214. supernaut

“I’m thirteen, lying in bed and unable to sleep for reasons of existential magnitude, so I’ve got the radio on to keep me company, tuned to FM, of course, because I’m at least that cool. Anyway, this song comes on, heavy and wild, the singer howling about how he wants to reach out and touch the sky. But I didn’t catch who it was. Next day at school, I I’m quizzing everybody, but nobody knows what I’m talking about, and anyway, they’re mostly into Elton John or Three Dog Night. Long story short. It took fifteen years to get my answer, care of Jared, a marijuana dealer I knew at the time who played bass in various hard rock outfits, knew his heavy history. I mentioned the ‘I want to reach out’ part and he instantly said, ‘Black Sabbath Supernaut,’ like I’d just become magnitudes less cool in his eyes. How the hell could I not know Supernaut!? But I was just glad to have the answer, life suddenly feeling a little more purposeful, complete. Supernaut, found on side one of Vol. 4, which Jared had, so on it went, heavy and cool as I remembered. Life before the interwebs. You just had to keep digging.” (Philip Random)

234. Mr. Tambourine Man

“I guess Melanie was always at least a little suspect, too maudlin, skin deep – even for the 1960s. But man, if she didn’t find something in Dylan’s Tambourine Man that nobody else has. Particularly when she gets to dancing beneath the diamond sky with one hand waving free – silhouetted by the sea, circled by the circus sands – with all memory and fate driven deep beneath the waves. Yeah, it’s chewing some sonic scenery, but it’s also freedom itself, captured in sorrow, like an old snapshot, taken at sunset somewhere, all is calm and everybody’s beautiful, but there’s a great storm brewing in the distance.” (Philip Random)

Melanie-1968

266. tired eyes

https://www.youtube.com/watch?v=01giJ8h7-5E

Tonight’s the Night is oft thought of as Neil Young‘s death album, and the deepest, darkest depths of the so-called Ditch Trilogy. Stark cover, mostly black. Stark songs pulling no punches about various dead friends, and in the case of Tired Eyes, a friend who left death in his wake, got caught up in an ugly drug deal, ended up in prison for a long time. The damage done.

neilyoung-1973-live-angst

282. I am the resurrection

“Speaking of our Lord and Saviour Jesus Christ, call this one punk rock, Ecstatically inspired. In other words, blame it on the drugs. Or whatever it was that got the Stone Roses mixing up mystical insight and balls out provocation in such a way as to declare themselves both the resurrection and the son (singer Ian Brown anyway). I Am The Resurrection being the epic final track of their 1989 debut album that really did blow the roof off of things. The whole album, that is, every song essential. Call it a masterpiece, messianic even. These Roses really were perfect, they had all the answers, they were showing the way. But then, I guess, they started doing different drugs.” (Philip Random)

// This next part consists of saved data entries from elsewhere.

//! Bounded page pool. One page per session, at most `size` open at once.

use super::EokaPage;
use crate::config::BrowserConfig;
use crate::page::PageHandle;
use crate::Result;
use async_trait::async_trait;
use eoka::{Browser, StealthConfig};
use std::ops::Deref;
use std::sync::Arc;
use tokio::sync::{OwnedSemaphorePermit, Semaphore};
use tracing::{debug, info, warn};

/// Creates isolated pages for sessions.
#[async_trait]
pub trait PageFactory: Send + Sync {
    type Page: PageHandle + 'static;

    async fn create(&self, context_id: &str) -> Result<Self::Page>;
}

/// Launches one Chrome and hands out a fresh tab per session.
pub struct EokaLauncher {
    browser: Arc<Browser>,
}

impl EokaLauncher {
    pub async fn launch(config: &BrowserConfig) -> Result<Self> {
        let viewport = config.viewport.unwrap_or_default();
        let stealth = StealthConfig {
            headless: config.headless,
            proxy: config.proxy.clone(),
            user_agent: config.user_agent.clone(),
            viewport_width: viewport.width,
            viewport_height: viewport.height,
            ..Default::default()
        };
        info!(
            "launching browser (headless={}, viewport={}x{})",
            config.headless, viewport.width, viewport.height
        );
        let browser = Browser::launch_with_config(stealth).await?;
        Ok(Self {
            browser: Arc::new(browser),
        })
    }

    /// Close the browser. Pages still leased keep it alive; it then closes on drop.
    pub async fn shutdown(self) -> Result<()> {
        match Arc::try_unwrap(self.browser) {
            Ok(browser) => {
                browser.close().await?;
                Ok(())
            }
            Err(_) => {
                warn!("browser still referenced by open pages; skipping close");
                Ok(())
            }
        }
    }
}

#[async_trait]
impl PageFactory for EokaLauncher {
    type Page = EokaPage;

    async fn create(&self, context_id: &str) -> Result<EokaPage> {
        let page = self.browser.new_blank_page().await?;
        debug!("context {} -> tab {}", context_id, page.target_id());
        Ok(EokaPage::new(page, Some(self.browser.clone())))
    }
}

/// Semaphore-gated pool over a [`PageFactory`].
pub struct PagePool<F: PageFactory> {
    factory: F,
    permits: Arc<Semaphore>,
    size: usize,
}

impl<F: PageFactory> PagePool<F> {
    pub fn new(factory: F, size: usize) -> Self {
        let size = size.max(1);
        Self {
            factory,
            permits: Arc::new(Semaphore::new(size)),
            size,
        }
    }

    /// Wait for a free slot, then open a page for `context_id`.
    pub async fn acquire(&self, context_id: &str) -> Result<Lease<F::Page>> {
        let permit = self
            .permits
            .clone()
            .acquire_owned()
            .await
            .map_err(|_| crate::Error::Config("page pool closed".into()))?;
        let page = self.factory.create(context_id).await?;
        Ok(Lease {
            page: Arc::new(page),
            _permit: permit,
            context_id: context_id.to_string(),
            released: false,
        })
    }

    pub fn size(&self) -> usize {
        self.size
    }

    pub fn available(&self) -> usize {
        self.permits.available_permits()
    }

    pub fn factory(&self) -> &F {
        &self.factory
    }

    pub fn into_factory(self) -> F {
        self.factory
    }
}

/// A leased page. Its slot returns to the pool when the lease is dropped.
pub struct Lease<P: PageHandle + 'static> {
    page: Arc<P>,
    _permit: OwnedSemaphorePermit,
    context_id: String,
    released: bool,
}

impl<P: PageHandle + 'static> Lease<P> {
    pub fn context_id(&self) -> &str {
        &self.context_id
    }

    /// Close the page and free the slot.
    pub async fn release(mut self) -> Result<()> {
        self.released = true;
        self.page.close().await
    }
}

impl<P: PageHandle + 'static> Deref for Lease<P> {
    type Target = P;

    fn deref(&self) -> &P {
        &self.page
    }
}

impl<P: PageHandle + 'static> Drop for Lease<P> {
    fn drop(&mut self) {
        if self.released {
            return;
        }
        let page = self.page.clone();
        let ctx = std::mem::take(&mut self.context_id);
        if let Ok(handle) = tokio::runtime::Handle::try_current() {
            handle.spawn(async move {
                if let Err(e) = page.close().await {
                    warn!("closing page for {}: {}", ctx, e);
                }
            });
        }
    }
}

StoneRoses-1989-studioLive

300. key to the highway

Derek and the Dominoes‘ only studio album was a 1970 release, but it didn’t cross my teeny bop consciousness until summer 1972 when they finally got around to releasing Layla as a radio single. Which led to my friend Malcolm getting the album, which mostly went way over our heads – all that loose jamming (and the drugging behind it) being more for the older kids. But I’d eventually come back around to it maybe twenty-five years later, particularly stuff like Key To The Highway where misters Eric Clapton (already well into a heroin addiction), Greg Allman (due for a fatal motorcycle accident), Jim Gordon (fated to go mad and murder his mother) and essential others sort of lay back and go long, delivering the news of what is to be genuinely free (you’ve got the key, you’ve got a vehicle, you’ve got an open road – what more could want?) for almost ten minutes anyway.” (Philip Random)

337. albatross

The melody’s nice here but it’s more the overall mournful mood that sets Albatross free. But, of course, the early Fleetwood Mac being a blues band, it’s not really that kind of albatross, is it? It’s the kind that you carry as a curse, hanging around your neck, weighing you down, reminding you and all the world that you blew it, you killed a beautiful thing for no damned reason. Which is sort of what happened to Peter Green, the man who wrote Albatross, his career pretty much over within the year, psychedelic drugs and mental illness finding each other in yet another brutal implosion of tortured genius.